Mientras algunos aúllan en la calle (el mugriento Roberto Baradel debió regresar en primera clase por Lufthansa para encabezar la "marcha de las velas") por el crimen de intentar que todos comencemos a pagar por la energía lo que realmente vale (aún con los aumentos, seguimos pagando mucho menos que nuestros vecinos), gritan aún más fuerte contra el endeudamiento, único camino posible para evitar el ajuste realmente necesario del gasto público que reclaman muchos economistas de nota.

Los legisladores que quieren torcer el brazo del Gobierno y hacerlo retroceder -algunos hasta han iniciado acciones judiciales para retrotraer los precios de la electricidad y el gas a los que tenían a principios del año pasado- no dicen cuál es la alternativa que ofrecen para financiar los demenciales subsidios que pretenden renovar. Lamentablemente, las opciones son escasas ya que, si lo lograran, habría que dejar de invertir en escuelas, rutas y hospitales, la inflación volvería a desmadrarse y los parques generador, transportador y distribuidor de energía recaerían en la obsolescencia, con las consiguientes interrupciones del servicio.

Peor aún, porque desaparecerían los muchos inversores que acaban de firmar los contratos de generación de energía renovable (eólica y solar), que no podrían sostenerlos al no recibir los precios pactados. Y ello repercutiría de inmediato en todos los campos de la economía; en realidad, la mera discusión planteada ya está llenando de inquietud a quienes comenzaban a ver nuestro país como atractivo y observan con preocupación esta nueva muestra de inseguridad jurídica.

Pero, más allá de la actitud de la oposición, que prueba una vez más la validez del "teorema de Baglini", la similar reacción de la sociedad en su conjunto le permite competir por el campeonato: mientras despotrica en las redes sociales y en los medios de prensa contra las nuevas tarifas, el consumo de electricidad sigue incrementándose a una velocidad que supera al crecimiento de la economía. Y ello sólo puede significar una cosa: para una gran parte de la población, la energía sigue siendo tan barata que puede derrocharla; y no debemos olvidar que, en el otro extremo económico-social, la tarifa social protege a quienes no pueden pagarla.

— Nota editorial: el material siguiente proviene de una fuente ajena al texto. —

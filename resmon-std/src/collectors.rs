//! Host collectors backed by `sysinfo`.

use resmon_addon::ResourceKind;
use resmon_core::{CollectionError, Collector, CollectorSet};
use serde::{Deserialize, Serialize};
use serde_json::Value;
use std::collections::BTreeMap;
use std::sync::{Mutex, MutexGuard};
use std::time::Duration;
use sysinfo::{Disks, Networks, System, MINIMUM_CPU_UPDATE_INTERVAL};

/// One collector per resource kind, reading the local host.
///
/// The cpu collector averages usage over `refresh_interval` (never shorter
/// than what `sysinfo` can measure), so its producer does not sleep on top.
pub fn host_collectors(refresh_interval: Duration) -> CollectorSet {
    CollectorSet::new()
        .with(ResourceKind::Memory, MemoryCollector::new())
        .with(ResourceKind::Swap, SwapCollector::new())
        .with(ResourceKind::Cpu, CpuCollector::new(refresh_interval))
        .with(ResourceKind::Disk, DiskCollector)
        .with(ResourceKind::Network, NetworkCollector)
}

fn encode<T: Serialize>(snapshot: &T) -> Result<Value, CollectionError> {
    serde_json::to_value(snapshot).map_err(|e| CollectionError::Failed(e.to_string()))
}

fn percent(part: u64, total: u64) -> f64 {
    if total == 0 {
        0.0
    } else {
        part as f64 / total as f64 * 100.0
    }
}

fn lock(system: &Mutex<System>) -> MutexGuard<'_, System> {
    system.lock().unwrap_or_else(|poisoned| poisoned.into_inner())
}

/// Virtual memory, in bytes.
#[derive(Debug, Clone, PartialEq, Serialize, Deserialize)]
pub struct MemorySnapshot {
    pub total: u64,
    pub available: u64,
    pub used: u64,
    pub free: u64,
    pub percent: f64,
}

pub struct MemoryCollector {
    system: Mutex<System>,
}

impl MemoryCollector {
    pub fn new() -> Self {
        Self {
            system: Mutex::new(System::new()),
        }
    }
}

impl Default for MemoryCollector {
    fn default() -> Self {
        Self::new()
    }
}

impl Collector for MemoryCollector {
    fn collect(&self) -> Result<Value, CollectionError> {
        let mut system = lock(&self.system);
        system.refresh_memory();

        let total = system.total_memory();
        if total == 0 {
            return Err(CollectionError::Unavailable(
                "memory totals not reported on this host".to_string(),
            ));
        }

        let available = system.available_memory();
        encode(&MemorySnapshot {
            total,
            available,
            used: system.used_memory(),
            free: system.free_memory(),
            percent: percent(total.saturating_sub(available), total),
        })
    }
}

/// Swap space, in bytes.
#[derive(Debug, Clone, PartialEq, Serialize, Deserialize)]
pub struct SwapSnapshot {
    pub total: u64,
    pub used: u64,
    pub free: u64,
    pub percent: f64,
}

pub struct SwapCollector {
    system: Mutex<System>,
}

impl SwapCollector {
    pub fn new() -> Self {
        Self {
            system: Mutex::new(System::new()),
        }
    }
}

impl Default for SwapCollector {
    fn default() -> Self {
        Self::new()
    }
}

impl Collector for SwapCollector {
    fn collect(&self) -> Result<Value, CollectionError> {
        let mut system = lock(&self.system);
        system.refresh_memory();

        // a host without swap reports zeros, which is a valid reading
        let total = system.total_swap();
        let used = system.used_swap();
        encode(&SwapSnapshot {
            total,
            used,
            free: system.free_swap(),
            percent: percent(used, total),
        })
    }
}

#[derive(Debug, Clone, PartialEq, Serialize, Deserialize)]
pub struct CoreUsage {
    pub name: String,
    pub usage: f32,
    pub frequency_mhz: u64,
}

#[derive(Debug, Clone, PartialEq, Serialize, Deserialize)]
pub struct LoadAverage {
    pub one: f64,
    pub five: f64,
    pub fifteen: f64,
}

/// Processor usage averaged over the collector's window.
#[derive(Debug, Clone, PartialEq, Serialize, Deserialize)]
pub struct CpuSnapshot {
    pub logical: usize,
    pub usage: f32,
    pub cores: Vec<CoreUsage>,
    pub load_average: LoadAverage,
}

pub struct CpuCollector {
    system: Mutex<System>,
    window: Duration,
}

impl CpuCollector {
    pub fn new(window: Duration) -> Self {
        let mut system = System::new();
        system.refresh_cpu_all();
        Self {
            system: Mutex::new(system),
            window: window.max(MINIMUM_CPU_UPDATE_INTERVAL),
        }
    }

    /// How long one call measures for.
    pub fn window(&self) -> Duration {
        self.window
    }
}

impl Collector for CpuCollector {
    fn collect(&self) -> Result<Value, CollectionError> {
        let mut system = lock(&self.system);
        std::thread::sleep(self.window);
        system.refresh_cpu_all();

        let cpus = system.cpus();
        if cpus.is_empty() {
            return Err(CollectionError::Unavailable(
                "no processors reported on this host".to_string(),
            ));
        }

        let load = System::load_average();
        encode(&CpuSnapshot {
            logical: cpus.len(),
            usage: system.global_cpu_usage(),
            cores: cpus
                .iter()
                .map(|cpu| CoreUsage {
                    name: cpu.name().to_string(),
                    usage: cpu.cpu_usage(),
                    frequency_mhz: cpu.frequency(),
                })
                .collect(),
            load_average: LoadAverage {
                one: load.one,
                five: load.five,
                fifteen: load.fifteen,
            },
        })
    }

    fn paces_itself(&self) -> bool {
        true
    }
}

#[derive(Debug, Clone, PartialEq, Serialize, Deserialize)]
pub struct DiskUsage {
    pub name: String,
    pub mount_point: String,
    pub file_system: String,
    pub total: u64,
    pub available: u64,
    pub used: u64,
    pub percent: f64,
    pub removable: bool,
}

/// Space on every mounted file system, in bytes.
#[derive(Debug, Clone, PartialEq, Serialize, Deserialize)]
pub struct DiskSnapshot {
    pub disks: Vec<DiskUsage>,
}

/// Lists mounts afresh on each call, so new and removed mounts show up.
pub struct DiskCollector;

impl Collector for DiskCollector {
    fn collect(&self) -> Result<Value, CollectionError> {
        let disks = Disks::new_with_refreshed_list();
        let disks = disks
            .list()
            .iter()
            .map(|disk| {
                let total = disk.total_space();
                let available = disk.available_space();
                let used = total.saturating_sub(available);
                DiskUsage {
                    name: disk.name().to_string_lossy().into_owned(),
                    mount_point: disk.mount_point().display().to_string(),
                    file_system: disk.file_system().to_string_lossy().into_owned(),
                    total,
                    available,
                    used,
                    percent: percent(used, total),
                    removable: disk.is_removable(),
                }
            })
            .collect();

        encode(&DiskSnapshot { disks })
    }
}

#[derive(Debug, Clone, Default, PartialEq, Serialize, Deserialize)]
pub struct InterfaceCounters {
    pub bytes_received: u64,
    pub bytes_transmitted: u64,
    pub packets_received: u64,
    pub packets_transmitted: u64,
    pub errors_received: u64,
    pub errors_transmitted: u64,
}

impl InterfaceCounters {
    fn add(&mut self, other: &InterfaceCounters) {
        self.bytes_received += other.bytes_received;
        self.bytes_transmitted += other.bytes_transmitted;
        self.packets_received += other.packets_received;
        self.packets_transmitted += other.packets_transmitted;
        self.errors_received += other.errors_received;
        self.errors_transmitted += other.errors_transmitted;
    }
}

/// Cumulative interface counters since boot.
#[derive(Debug, Clone, PartialEq, Serialize, Deserialize)]
pub struct NetworkSnapshot {
    pub total: InterfaceCounters,
    pub interfaces: BTreeMap<String, InterfaceCounters>,
}

pub struct NetworkCollector;

impl Collector for NetworkCollector {
    fn collect(&self) -> Result<Value, CollectionError> {
        let networks = Networks::new_with_refreshed_list();
        let mut snapshot = NetworkSnapshot {
            total: InterfaceCounters::default(),
            interfaces: BTreeMap::new(),
        };

        for (name, data) in networks.list() {
            let counters = InterfaceCounters {
                bytes_received: data.total_received(),
                bytes_transmitted: data.total_transmitted(),
                packets_received: data.total_packets_received(),
                packets_transmitted: data.total_packets_transmitted(),
                errors_received: data.total_errors_on_received(),
                errors_transmitted: data.total_errors_on_transmitted(),
            };
            snapshot.total.add(&counters);
            snapshot.interfaces.insert(name.clone(), counters);
        }

        encode(&snapshot)
    }
}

También compiten por el título hipócrita los organismos de falsos y tuertos derechos humanos. Todos hemos visto las merecidas celebraciones que realizan cada vez que un nieto desaparecido es identificado y recupera su identidad, y miramos en cobarde pasividad los escraches que realizan cada vez que a un militar se le otorga el beneficio de la prisión domiciliaria, que ya goza, por ejemplo, Milagro Salas. Y qué decir de aquéllos que esperan el juicio en total libertad, como Amado Boudou, Cristóbal López, Fabián de Souza, Carlos Zannini, Luis D'Elía, Ricardo Echegaray y tantos otros reos de corrupción o traición a la Patria, mientras los presos políticos se pudren en las cárceles por prisiones preventivas que exceden los diez y quince años.   

Pero lo que hoy los hace aspirantes al título es el estruendoso silencio con que han recibido la noticia de la aparición con vida del Dr. Antonio Manuel Gentile, de cuya muerte se responsabilizó por años al régimen militar de 1976. No escuché, ni creo que nadie lo haya oído, decir nada sobre este curioso episodio a Estela Carlotto, Hebe Bonofini, Horacio Verbitsky o tantos otros panegiristas de los terroristas de todo pelaje.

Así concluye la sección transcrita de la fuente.